Iceberg with PySpark + Local Catalog

pip install pyspark==3.5.*
# Iceberg JARs are pulled automatically by Spark package config below
from pyspark.sql import SparkSession

spark = (
    SparkSession.builder
    .master("local[*]")
    .appName("iceberg-local")
    .config("spark.jars.packages",
            "org.apache.iceberg:iceberg-spark-runtime-3.5_2.12:1.7.1")
    .config("spark.sql.extensions",
            "org.apache.iceberg.spark.extensions.IcebergSparkSessionExtensions")
    # Hadoop catalog — stores metadata in local filesystem (simplest for dev)
    .config("spark.sql.catalog.local", "org.apache.iceberg.spark.SparkCatalog")
    .config("spark.sql.catalog.local.type", "hadoop")
    .config("spark.sql.catalog.local.warehouse", "/tmp/iceberg-lab/warehouse")
    .config("spark.ui.enabled", "false")
    .getOrCreate()
)

# Create a namespaced table
spark.sql("CREATE NAMESPACE IF NOT EXISTS local.lab")
spark.sql("""
    CREATE TABLE IF NOT EXISTS local.lab.orders (
        order_id   INT,
        customer   STRING,
        order_date DATE,
        amount     DOUBLE
    )
    USING iceberg
    PARTITIONED BY (days(order_date))
""")

# Insert data
spark.sql("""
    INSERT INTO local.lab.orders VALUES
    (1, 'alice', DATE '2024-01-15', 120.50),
    (2, 'bob',   DATE '2024-01-16', 89.99),
    (3, 'carol', DATE '2024-02-01', 210.00)
""")

# Snapshots
spark.sql("SELECT * FROM local.lab.orders.snapshots").show(truncate=False)

# Partition evolution — no rewrite!
spark.sql("ALTER TABLE local.lab.orders REPLACE PARTITION FIELD days(order_date) WITH months(order_date)")

Iceberg with PyIceberg + DuckDB (No Spark)
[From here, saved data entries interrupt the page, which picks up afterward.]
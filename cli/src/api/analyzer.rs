//! High-level entry point tying the pipeline stages together

use std::path::{Path, PathBuf};
use std::sync::Arc;

use crate::api::builder::AnalysisConfig;
use crate::error::{Result, StrengthError};
use crate::models::{IndexList, IndicatorResult};
use crate::services::{
    build_industry_report, industry_report_file_name, IndicatorCalculator, NseSession, RankProgress,
    ReportStatus, SeriesFetcher, SeriesSource, SymbolRanker,
};
use crate::utils::{Logger, Timer};

/// Result of a full ranking + industry report run
#[derive(Debug, Clone, PartialEq)]
pub struct StrengthRun {
    pub ranking_path: PathBuf,
    pub report: ReportStatus,
}

impl StrengthRun {
    pub fn report_path(&self) -> Option<&Path> {
        match &self.report {
            ReportStatus::Written { path, .. } => Some(path),
            ReportStatus::Failed { .. } => None,
        }
    }
}

/// Owns the provider session and drives every pipeline stage
///
/// Stages run strictly one after another; a single session is reused for
/// every request of the analyzer's lifetime.
pub struct StrengthAnalyzer {
    config: AnalysisConfig,
    session: Arc<NseSession>,
    ranker: SymbolRanker<SeriesFetcher>,
    logger: Logger,
}

impl StrengthAnalyzer {
    pub fn new() -> Result<Self> {
        Self::from_config(AnalysisConfig::default())
    }

    pub fn from_config(config: AnalysisConfig) -> Result<Self> {
        let session = Arc::new(NseSession::with_base_url(&config.base_url)?);
        let fetcher = match &config.transient_dir {
            Some(dir) => SeriesFetcher::with_transient_dir(session.clone(), dir.clone()),
            None => SeriesFetcher::new(session.clone()),
        };

        Ok(Self {
            config,
            session,
            ranker: SymbolRanker::new(IndicatorCalculator::new(fetcher)),
            logger: Logger::new("ANALYZER"),
        })
    }

    pub fn config(&self) -> &AnalysisConfig {
        &self.config
    }

    pub fn session(&self) -> &NseSession {
        &self.session
    }

    /// Establish the provider session if needed
    pub async fn ensure_session(&self) -> Result<()> {
        self.session.ensure_session().await
    }

    /// Ad-hoc download of one symbol's series into the transient directory.
    ///
    /// Without [`AnalysisBuilder::with_transient_dir`](crate::api::AnalysisBuilder::with_transient_dir)
    /// the file sits in a temp directory that is deleted when the analyzer
    /// is dropped. Copy it out first if it must outlive the analyzer.
    pub async fn fetch_series(&self, symbol: &str, from_date: &str, to_date: &str) -> Result<Option<PathBuf>> {
        self.ranker
            .calculator()
            .source()
            .fetch_series(symbol, from_date, to_date)
            .await
    }

    pub async fn compute_indicators(
        &self,
        symbol: &str,
        from_date: &str,
        to_date: &str,
        period: usize,
    ) -> Result<Option<IndicatorResult>> {
        self.ranker
            .calculator()
            .compute_indicators(symbol, from_date, to_date, period)
            .await
    }

    /// Rank an arbitrary constituent list into `output_dir`
    pub async fn build_ranking(&self, symbol_list: &Path, output_dir: &Path, period: usize) -> Result<PathBuf> {
        validate_period(period)?;
        self.ranker.build_ranking(symbol_list, output_dir, period).await
    }

    pub fn build_industry_report(&self, ranking_path: &Path, output_path: &Path) -> ReportStatus {
        build_industry_report(ranking_path, output_path)
    }

    /// Rank an index list and summarise it by industry, writing both files
    /// into the configured output directory.
    pub async fn run_industry_strength<F>(&self, index: IndexList, period: usize, on_progress: F) -> Result<StrengthRun>
    where
        F: FnMut(RankProgress) + Send,
    {
        validate_period(period)?;

        let timer = Timer::start(&format!("{} {}-period run", index.as_str(), period));
        let symbol_list = self.config.data_dir.join(index.file_name());
        self.logger.info(&format!(
            "Starting industry strength run: list={}, period={}, output={}",
            symbol_list.display(),
            period,
            self.config.output_dir.display()
        ));

        let ranking_path = self
            .ranker
            .build_ranking_with_progress(&symbol_list, &self.config.output_dir, period, on_progress)
            .await?;

        let report_path = self
            .config
            .output_dir
            .join(industry_report_file_name(index.as_str(), period));
        let report = build_industry_report(&ranking_path, &report_path);

        timer.log_elapsed("ANALYZER");
        Ok(StrengthRun { ranking_path, report })
    }
}

fn validate_period(period: usize) -> Result<()> {
    if period == 0 {
        return Err(StrengthError::InvalidInput(
            "Period must be a positive integer.".to_string(),
        ));
    }
    Ok(())
}

#[cfg(test)]
mod tests {
    use super::*;

    #[tokio::test]
    async fn test_zero_period_rejected_before_network() {
        let analyzer = StrengthAnalyzer::from_config(AnalysisConfig {
            base_url: "http://127.0.0.1:9".to_string(),
            ..AnalysisConfig::default()
        })
        .unwrap();

        let result = analyzer.run_industry_strength(IndexList::Nifty50, 0, |_| {}).await;
        assert!(matches!(result, Err(StrengthError::InvalidInput(_))));
    }

    #[tokio::test]
    async fn test_missing_symbol_list_is_an_error() {
        let dir = tempfile::tempdir().unwrap();
        let analyzer = StrengthAnalyzer::from_config(AnalysisConfig {
            base_url: "http://127.0.0.1:9".to_string(),
            data_dir: dir.path().join("nowhere"),
            output_dir: dir.path().join("out"),
            transient_dir: None,
        })
        .unwrap();

        let result = analyzer.run_industry_strength(IndexList::Nifty100, 14, |_| {}).await;
        assert!(result.is_err());
    }
}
pip install "pyiceberg[sql-sqlite,pyarrow]" duckdb pandas
from pyiceberg.catalog.sql import SqlCatalog
import pyarrow as pa

# SQLite-backed catalog — zero infrastructure
catalog = SqlCatalog(
    "local",
    **{
        "uri": "sqlite:////tmp/iceberg-lab/catalog.db",
        "warehouse": "file:///tmp/iceberg-lab/warehouse",
    }
)

catalog.create_namespace_if_not_exists("lab")

# Create table from PyArrow schema
schema = pa.schema([
    pa.field("order_id", pa.int32()),
    pa.field("customer", pa.string()),
    pa.field("order_date", pa.date32()),
    pa.field("amount", pa.float64()),
])

table = catalog.create_table_if_not_exists("lab.orders", schema=schema)

# Append data
batch = pa.table({
    "order_id":   [1, 2, 3],
    "customer":   ["alice", "bob", "carol"],
    "order_date": [
        pa.scalar("2024-01-15").cast(pa.date32()),
        pa.scalar("2024-01-16").cast(pa.date32()),
        pa.scalar("2024-02-01").cast(pa.date32()),
    ],
    "amount":     [120.50, 89.99, 210.00],
})
table.append(batch)

# Query with DuckDB
import duckdb
arrow_table = table.scan().to_arrow()
duckdb.sql("SELECT customer, amount FROM arrow_table ORDER BY amount DESC").show()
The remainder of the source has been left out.